Anticipatory self-defense requires that the attack be “imminent.” Daniel Webster, in the famous Caroline case, defined imminence as “instant, overwhelming, and leaving no choice of means, and no moment for deliberation.” With respect to North Korea, this threshold appears not to be met. In other words, unless things have changed radically in the last day or two, the United States appears to have enough time to deliberate, and we apparently are discussing the various means available to us to neutralize the threat. Thus, anticipatory self-defense doesn’t seem to apply. This leaves us with one more option: a preemptive strike.
According to the qualitative threat school, the legality of a preemptive strike depends on balancing three considerations: (1) the probability that an attack will occur; (2) the availability of non-forcible means; and (3) the magnitude of the harm.
Here, in the case of President Trump and his consideration of the use of force against North Korea, the probability of an attack against our allies or the United States itself is in doubt. Certainly classified assessments are being presented to President Trump and his military advisers that spell out in detail what the consensus is within the intelligence community regarding the notion of probability. Obviously, the greater the probability, the greater the chance that a preemptive strike would occur.

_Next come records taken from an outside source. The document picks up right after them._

//! HTTP transport types shared by the client and its transports.
//!
//! # Design
//! Requests and responses are plain data. `ApiRequest` builds an
//! `HttpRequest`, hands it to a `Transport`, and parses whatever
//! `HttpResponse` comes back. Keeping these as owned values lets tests
//! replay canned responses without a socket.

/// An outbound GET request described as plain data.
///
/// Every endpoint of the joke API is a body-less GET, so only the target
/// URL and headers are carried.
#[derive(Debug, Clone, PartialEq, Eq)]
pub struct HttpRequest {
    pub url: String,
    pub headers: Vec<(String, String)>,
}

/// An HTTP response described as plain data.
///
/// `body` is the payload decoded as UTF-8 with invalid sequences replaced,
/// so reading it never fails on content.
#[derive(Debug, Clone)]
pub struct HttpResponse {
    pub status: u16,
    pub body: String,
}

impl HttpResponse {
    pub fn is_success(&self) -> bool {
        (200..300).contains(&self.status)
    }
}
use std::{collections::BTreeSet, sync::Arc};

use axum::{
    extract::{Path, State},
    http::StatusCode,
    routing::get,
    Json, Router,
};
use serde::{Deserialize, Serialize};
use tokio::net::TcpListener;
use tracing::debug;
use uuid::Uuid;

pub const ICON_URL: &str = "https://api.chucknorris.io/img/avatar/chuck-norris.png";

#[derive(Clone, Debug, PartialEq, Eq, Serialize, Deserialize)]
pub struct Joke {
    pub id: String,
    pub value: String,
    pub categories: Vec<String>,
    pub icon_url: String,
    pub url: String,
}

impl Joke {
    pub fn new(value: &str, categories: &[&str]) -> Self {
        let id = Uuid::new_v4().simple().to_string();
        Self {
            url: format!("https://api.chucknorris.io/jokes/{id}"),
            id,
            value: value.to_string(),
            categories: categories.iter().map(|c| c.to_string()).collect(),
            icon_url: ICON_URL.to_string(),
        }
    }
}

/// Body of a 404 for an unknown category.
#[derive(Clone, Debug, Serialize, Deserialize)]
pub struct NotFound {
    pub status: u16,
    pub error: String,
    pub message: String,
    pub path: String,
}

pub type Jokes = Arc<Vec<Joke>>;

pub fn fixture() -> Vec<Joke> {
    vec![
        Joke::new("Chuck Norris can divide by zero.", &["science"]),
        Joke::new("Chuck Norris counted to infinity. Twice.", &["science"]),
        Joke::new("Chuck Norris writes code that optimizes itself.", &["dev"]),
        Joke::new("Chuck Norris can unit test an entire application with a single assert.", &["dev"]),
        Joke::new("Chuck Norris's pet dog guards the cat.", &["animal"]),
        Joke::new("Chuck Norris doesn't read books. He stares them down until he gets the information he wants.", &[]),
    ]
}

pub fn app() -> Router {
    app_with(fixture())
}

pub fn app_with(jokes: Vec<Joke>) -> Router {
    let jokes: Jokes = Arc::new(jokes);
    Router::new()
        .route("/jokes/random", get(random_joke))
        .route("/jokes/categories", get(categories))
        .route("/jokes/random/{category}", get(random_joke_in_category))
        .with_state(jokes)
}

pub async fn run(listener: TcpListener) -> Result<(), std::io::Error> {
    axum::serve(listener, app()).await
}

fn pick<'a>(candidates: &[&'a Joke]) -> Option<&'a Joke> {
    if candidates.is_empty() {
        return None;
    }
    let index = (Uuid::new_v4().as_u128() % candidates.len() as u128) as usize;
    Some(candidates[index])
}

fn not_found(path: String, message: String) -> (StatusCode, Json<NotFound>) {
    (
        StatusCode::NOT_FOUND,
        Json(NotFound {
            status: StatusCode::NOT_FOUND.as_u16(),
            error: "Not Found".to_string(),
            message,
            path,
        }),
    )
}

async fn random_joke(State(jokes): State<Jokes>) -> Result<Json<Joke>, (StatusCode, Json<NotFound>)> {
    let all: Vec<&Joke> = jokes.iter().collect();
    match pick(&all) {
        Some(joke) => Ok(Json(joke.clone())),
        None => Err(not_found("/jokes/random".to_string(), "No jokes loaded".to_string())),
    }
}

async fn categories(State(jokes): State<Jokes>) -> Json<Vec<String>> {
    let names: BTreeSet<&String> = jokes.iter().flat_map(|j| j.categories.iter()).collect();
    Json(names.into_iter().cloned().collect())
}

async fn random_joke_in_category(
    State(jokes): State<Jokes>,
    Path(category): Path<String>,
) -> Result<Json<Joke>, (StatusCode, Json<NotFound>)> {
    let matching: Vec<&Joke> = jokes.iter().filter(|j| j.categories.contains(&category)).collect();
    debug!(%category, matches = matching.len(), "category lookup");
    pick(&matching).cloned().map(Json).ok_or_else(|| {
        not_found(
            format!("/jokes/random/{category}"),
            format!("No jokes for category \"{category}\" found."),
        )
    })
}
//! Stateless client for the joke API.
//!
//! # Design
//! `ApiRequest` holds only its base URL, a user agent, and a transport. Each
//! operation is split into a `build_*` method that produces an `HttpRequest`
//! and the shared `parse_response` that turns an `HttpResponse` into an
//! `ApiResult`. The transport sits between the two, so every outcome
//! (transport failure, HTTP error status, undecodable body) is normalized in
//! one place and returned as a value.

use serde_json::Value;
use tracing::{debug, warn};

use crate::config::ClientConfig;
use crate::error::ApiError;
use crate::http::{HttpRequest, HttpResponse};
use crate::transport::{Transport, UreqTransport};

/// Decoded JSON payload on success, normalized failure otherwise.
pub type ApiResult = Result<Value, ApiError>;

/// Synchronous, stateless client for the joke API.
///
/// Safe to share across threads whenever its transport is; no state changes
/// between calls.
#[derive(Debug, Clone)]
pub struct ApiRequest<T = UreqTransport> {
    base_url: String,
    user_agent: String,
    transport: T,
}

impl ApiRequest<UreqTransport> {
    /// Client for the public API with default settings.
    pub fn new() -> Self {
        Self::with_config(ClientConfig::default())
    }

    pub fn with_config(config: ClientConfig) -> Self {
        let transport = UreqTransport::new(config.timeout);
        Self::with_transport(config, transport)
    }
}

impl Default for ApiRequest<UreqTransport> {
    fn default() -> Self {
        Self::new()
    }
}

impl<T: Transport> ApiRequest<T> {
    pub fn with_transport(config: ClientConfig, transport: T) -> Self {
        Self {
            base_url: config.base_url.trim_end_matches('/').to_string(),
            user_agent: config.user_agent,
            transport,
        }
    }

    pub fn base_url(&self) -> &str {
        &self.base_url
    }

    pub fn transport(&self) -> &T {
        &self.transport
    }

    /// Fetch a random joke object.
    pub fn get_random(&self) -> ApiResult {
        self.send(self.build_random())
    }

    /// Fetch the array of category names.
    pub fn get_categories(&self) -> ApiResult {
        self.send(self.build_categories())
    }

    /// Fetch a random joke from `category`.
    ///
    /// The category is not checked against `get_categories()`; an unknown one
    /// comes back as whatever HTTP error the server answers with.
    pub fn find_specific(&self, category: &str) -> ApiResult {
        self.send(self.build_find_specific(category))
    }

    pub fn build_random(&self) -> HttpRequest {
        self.build("jokes/random")
    }

    pub fn build_categories(&self) -> HttpRequest {
        self.build("jokes/categories")
    }

    pub fn build_find_specific(&self, category: &str) -> HttpRequest {
        self.build(&format!("jokes/random/{category}"))
    }

    fn build(&self, path: &str) -> HttpRequest {
        HttpRequest {
            url: format!("{}/{path}", self.base_url),
            headers: vec![
                ("accept".to_string(), "application/json".to_string()),
                ("user-agent".to_string(), self.user_agent.clone()),
            ],
        }
    }

    fn send(&self, request: HttpRequest) -> ApiResult {
        debug!(url = %request.url, "sending request");
        let result = match self.transport.get(&request) {
            Ok(response) => parse_response(response, &request.url),
            Err(err) => Err(ApiError::Request(err.0)),
        };
        if let Err(err) = &result {
            warn!(url = %request.url, status_code = ?err.status_code(), error = %err, "request failed");
        }
        result
    }
}

/// Turn a response into the decoded payload or an `ApiError`.
///
/// The status is checked before the body is touched, so a non-2xx response is
/// reported as an HTTP error whatever its body contains.
pub fn parse_response(response: HttpResponse, url: &str) -> ApiResult {
    check_status(&response, url)?;
    serde_json::from_str(&response.body).map_err(|e| ApiError::InvalidJson(e.to_string()))
}

/// Flatten a result into the untyped contract: the payload itself, or
/// `{"error": ..., "status_code"?: ...}`.
pub fn into_value(result: ApiResult) -> Value {
    result.unwrap_or_else(|err| err.to_json())
}

/// Map any status outside 200..=299 to `ApiError::Http`.
fn check_status(response: &HttpResponse, url: &str) -> Result<(), ApiError> {
    if response.is_success() {
        return Ok(());
    }
    Err(ApiError::Http {
        status: response.status,
        message: status_message(response.status, url),
    })
}

/// e.g. `404 Client Error: Not Found for url: https://host/jokes/random/x`
fn status_message(status: u16, url: &str) -> String {
    let class = match status {
        100..=199 => "Informational",
        300..=399 => "Redirection",
        400..=499 => "Client Error",
        500..=599 => "Server Error",
        _ => "Unexpected Status",
    };
    let reason = ureq::http::StatusCode::from_u16(status)
        .ok()
        .and_then(|code| code.canonical_reason())
        .unwrap_or("Unknown");
    format!("{status} {class}: {reason} for url: {url}")
}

Second, the availability of non-forcible means is always to be considered – in all cases of the use of force. Can the United States effectively neutralize the threat of Pyongyang acquiring nuclear weapons by a reliance on diplomacy? Could sanctions and other measures short of war rein in North Korea’s leader? US presidents over the years have tried many such measures, and almost all of them have failed. The puerile potentate from Pyongyang hasn’t built an impregnable fortress; many of the sanctions that have been applied over the years have delivered an enduring sting. But these sanctions have not deterred Kim Jong-Un from pursuing his holy grail: a nuclearized weapon. In other words, this second consideration – non-forcible means – is not determinative.
The magnitude of the harm, then, is the dispositive detail when it comes to considering our military options for a preemptive strike. Having Kim Jong-Un as the head of state is itself something that has to be considered. He has demonstrated over the years his immaturity and impetuosity. Allowing this mercurial and manic man to have access to one of the most destructive weapons in the history of the world would, it goes without saying, be destabilizing to our Asian allies and to the United States. This observation doesn’t mean that we must, by necessity, take military action to “defang” Kim Jong-Un. But it does mean that the “magnitude of the harm” consideration appears at this point to trump all the other factors. Having a nuclear-armed North Korea is for the international community an unimaginable and understandably intolerable scenario.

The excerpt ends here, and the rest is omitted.